Danses polynésiennes dont le tamure en Polynésie française
© tim-mckenna.com

タヒチのダンス「オリ・タヒチ」

ポリネシア人がヨーロッパの影響を受ける前には「さまざまなダンスがありました」(W・エリス談、1831年)が、その中身はあまり知られていません。現在分かっているのは、男女が一緒に、あるいは別々に踊るということだけです。立って踊るダンスもあれば、座って踊るものもあります。限られた数の楽器、中でもパフ(2枚皮の太鼓)、ヴィヴォ(鼻笛)の伴奏に合わせて踊るのが通常でした。
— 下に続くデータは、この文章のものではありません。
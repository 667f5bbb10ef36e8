//! Utility functions for sizes, file names and locators

use std::path::{Component, Path};

const KIB: f64 = 1024.0;
const MIB: f64 = 1024.0 * 1024.0;

/// Render a byte count the way the catalog and job results show it
///
/// Sizes below one MiB are shown as whole kilobytes, larger ones as
/// megabytes with one decimal.
///
/// # Examples
///
/// ```
/// use tunefetch::utils::human_size;
///
/// assert_eq!(human_size(300 * 1024), "300 KB");
/// assert_eq!(human_size(5 * 1024 * 1024 + 300 * 1024), "5.3 MB");
/// ```
#[must_use]
pub fn human_size(bytes: u64) -> String {
    let bytes = bytes as f64;
    if bytes < MIB {
        format!("{:.0} KB", bytes / KIB)
    } else {
        format!("{:.1} MB", bytes / MIB)
    }
}

/// Check that a name refers to a file directly inside a directory
///
/// Rejects empty names, absolute paths, separators and `.`/`..`, so that a
/// client-supplied name can never escape the storage directory.
///
/// # Examples
///
/// ```
/// use tunefetch::utils::is_plain_filename;
///
/// assert!(is_plain_filename("Song A.mp3"));
/// assert!(!is_plain_filename("../etc/passwd"));
/// assert!(!is_plain_filename("nested/song.mp3"));
/// ```
#[must_use]
pub fn is_plain_filename(name: &str) -> bool {
    if name.is_empty() || name.contains(['/', '\\', '\0']) {
        return false;
    }
    let mut components = Path::new(name).components();
    matches!(
        (components.next(), components.next()),
        (Some(Component::Normal(_)), None)
    )
}

/// Whether a locator is a direct http(s) URL rather than search text
#[must_use]
pub fn is_direct_url(locator: &str) -> bool {
    url::Url::parse(locator.trim())
        .map(|u| matches!(u.scheme(), "http" | "https"))
        .unwrap_or(false)
}
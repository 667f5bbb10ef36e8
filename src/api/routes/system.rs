//! System handlers: health, OpenAPI, events.

use crate::api::AppState;
use axum::{
    Json,
    extract::State,
    response::{
        IntoResponse,
        sse::{Event as SseEvent, KeepAlive, Sse},
    },
};
use serde_json::json;
use std::convert::Infallible;
use tokio_stream::StreamExt;
use tokio_stream::wrappers::BroadcastStream;

/// GET /health - Health check
#[utoipa::path(
    get,
    path = "/api/health",
    tag = "system",
    responses(
        (status = 200, description = "Service is healthy")
    )
)]
pub async fn health_check() -> impl IntoResponse {
    Json(json!({
        "status": "ok",
        "version": env!("CARGO_PKG_VERSION")
    }))
}

/// GET /openapi.json - OpenAPI specification
#[utoipa::path(
    get,
    path = "/api/openapi.json",
    tag = "system",
    responses(
        (status = 200, description = "OpenAPI specification in JSON format")
    )
)]
pub async fn openapi_spec() -> impl IntoResponse {
    use crate::api::openapi::ApiDoc;
    use utoipa::OpenApi;

    Json(ApiDoc::openapi())
}

/// GET /events - Server-sent job events
///
/// Each event is named after the job's new status and carries the
/// `task_id` plus the full record.
#[utoipa::path(
    get,
    path = "/api/events",
    tag = "system",
    responses(
        (status = 200, description = "Server-sent events stream (text/event-stream)", content_type = "text/event-stream")
    )
)]
pub async fn event_stream(
    State(state): State<AppState>,
) -> Sse<impl tokio_stream::Stream<Item = Result<SseEvent, Infallible>>> {
    let receiver = state.service.subscribe();
    let stream = BroadcastStream::new(receiver);

    let sse_stream = stream.filter_map(|result| match result {
        Ok(event) => match serde_json::to_string(&event) {
            Ok(json_data) => Some(Ok(SseEvent::default()
                .event(event.record.status.as_str())
                .data(json_data))),
            Err(e) => {
                tracing::warn!(error = %e, "Failed to serialize job event");
                None
            }
        },
        Err(tokio_stream::wrappers::errors::BroadcastStreamRecvError::Lagged(skipped)) => {
            tracing::warn!(skipped, "SSE client lagged");
            Some(Ok(SseEvent::default().event("error").data(format!(
                r#"{{"error":"lagged","skipped":{}}}"#,
                skipped
            ))))
        }
    });

    Sse::new(sse_stream).keep_alive(KeepAlive::default())
}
タトゥーを見せたり裸で踊ることが下品とみなされたため、宣教師によってダンスは禁じられていました。しかし1950年、ようやくこの伝統芸能がポリネシアの慣習として復活します。その際に活躍したのは、口承や様々な旅行者が残した記録でした。

 

 

ダンスの種類

現在のタヒチのダンスには4種類あります

オテア:元々は戦士など、男たちの踊りだったに違いありません。タヒチアンダンスの中で最も有名です。ひとつのテーマにあわせた振り付けがなされ、ペヘと呼ばれるリズミカルなモチーフで構成された踊りを、打楽器に合わせて踊ります。

アパリマ:踊り手が手で歴史を語ります。打楽器に合わせて、通常ひざまずいてのパントマイムのようなヴァヴァ(静かな)と、弦楽器の合奏と賛歌に合わせて大きく動くアパリマ・ヒメネがあります。
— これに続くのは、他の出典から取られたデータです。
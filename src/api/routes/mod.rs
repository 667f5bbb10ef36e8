//! Route handlers for the REST API
//!
//! Handlers are organized by domain:
//! - [`jobs`] - Submit and poll fetch jobs
//! - [`lookup`] - Search and suggestions
//! - [`library`] - Stored files
//! - [`system`] - Health, events, OpenAPI

use crate::types::SubmitOptions;
use serde::{Deserialize, Deserializer, Serialize};

mod jobs;
mod library;
mod lookup;
mod system;

// Re-export all handlers so `routes::function_name` works
pub use jobs::*;
pub use library::*;
pub use lookup::*;
pub use system::*;

// ============================================================================
// Request/Response Types (shared across handlers)
// ============================================================================

/// Request body for POST /download
#[derive(Debug, Default, Deserialize, Serialize, utoipa::ToSchema)]
pub struct SubmitRequest {
    /// Search text or direct source URL
    #[serde(default)]
    pub url: String,

    /// Display title (default: "Unknown")
    #[serde(default)]
    pub title: Option<String>,

    /// "mp3" (default) or "opus"
    #[serde(default)]
    pub codec: Option<String>,

    /// Bitrate in kbit/s, as a number or numeric string
    #[serde(default, deserialize_with = "lenient_quality")]
    pub quality: Option<u32>,
}

impl SubmitRequest {
    /// Split into the locator and the submit options
    pub fn into_parts(self) -> (String, SubmitOptions) {
        (
            self.url,
            SubmitOptions {
                title: self.title,
                codec: self.codec,
                quality: self.quality,
            },
        )
    }
}

/// Response body for POST /download
#[derive(Debug, Deserialize, Serialize, utoipa::ToSchema)]
pub struct SubmitResponse {
    /// Id to poll with GET /progress/:task_id
    #[schema(value_type = String)]
    pub task_id: crate::types::JobId,
}

/// Request body for POST /search and POST /suggestions
#[derive(Debug, Default, Deserialize, Serialize, utoipa::ToSchema)]
pub struct QueryRequest {
    /// Free-text query
    #[serde(default)]
    pub query: String,
}

/// Request body for POST /delete
#[derive(Debug, Default, Deserialize, Serialize, utoipa::ToSchema)]
pub struct DeleteRequest {
    /// Name of the file inside the storage directory
    #[serde(default)]
    pub filename: String,
}

/// Response body for POST /delete
#[derive(Debug, Deserialize, Serialize, utoipa::ToSchema)]
pub struct DeleteResponse {
    /// Always true on success
    pub success: bool,
}

/// Accept the bitrate as a JSON number or a numeric string
///
/// Anything else (null, negative, fractional strings, garbage) becomes
/// `None` so the codec default applies.
fn lenient_quality<'de, D>(deserializer: D) -> Result<Option<u32>, D::Error>
where
    D: Deserializer<'de>,
{
    let value = Option::<serde_json::Value>::deserialize(deserializer)?;
    Ok(match value {
        Some(serde_json::Value::Number(n)) => match n.as_u64() {
            Some(n) => u32::try_from(n).ok(),
            None => n
                .as_f64()
                .filter(|f| f.is_finite() && *f >= 0.0 && *f <= f64::from(u32::MAX))
                .map(|f| f as u32),
        },
        Some(serde_json::Value::String(s)) => s.trim().parse().ok(),
        _ => None,
    })
}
ヒヴィナウ:男女が輪になって踊り、男性独唱者が1フレーズ歌うと踊り手たちが同じフレーズを合唱します。さまざまな打楽器による伴奏は、踊り手の歌で速度を保ちます。

パオア:この踊りは、タパ(樹皮から作る布)を作る動きに由来すると言われています。男性と女性の踊り手がそれぞれ半円を作り、全体で大きな円を作るように座ります。男性の独唱者が主題を歌い、その主題に合わせて踊り手が合唱します。男女のカップルが立ち上がり、円の中心で「ヒ(hi)」「ハ(ha)」の掛け声に合わせて踊ります。

他の諸島もタヒチアンダンスの影響を多大に受けていますが、諸島独自のダンスも守ってきました。マルケサス諸島のバードダンス(鳥のダンス)、ツアモツ諸島の「カパ」、ガンビエ諸島の「ペイ」などです。

伝統楽器

現在の合奏では、打楽器と弦楽器を使用します。打楽器には、トエレ、ファアレテ、スティックで叩く2枚皮でできたパフ、手で叩く1枚皮でできたパフ・ツパイ・リマなどが、弦楽器にはウクレレとギターがあります。

長い間見られなかった他の楽器も徐々に復活しています。竹でできた打楽器のイハラや鼻笛のヴィヴォなどです。最終的には石や貝殻、ペヌ(木石)、ココナッツなどなんでも叩けば、あらゆる音が出せます。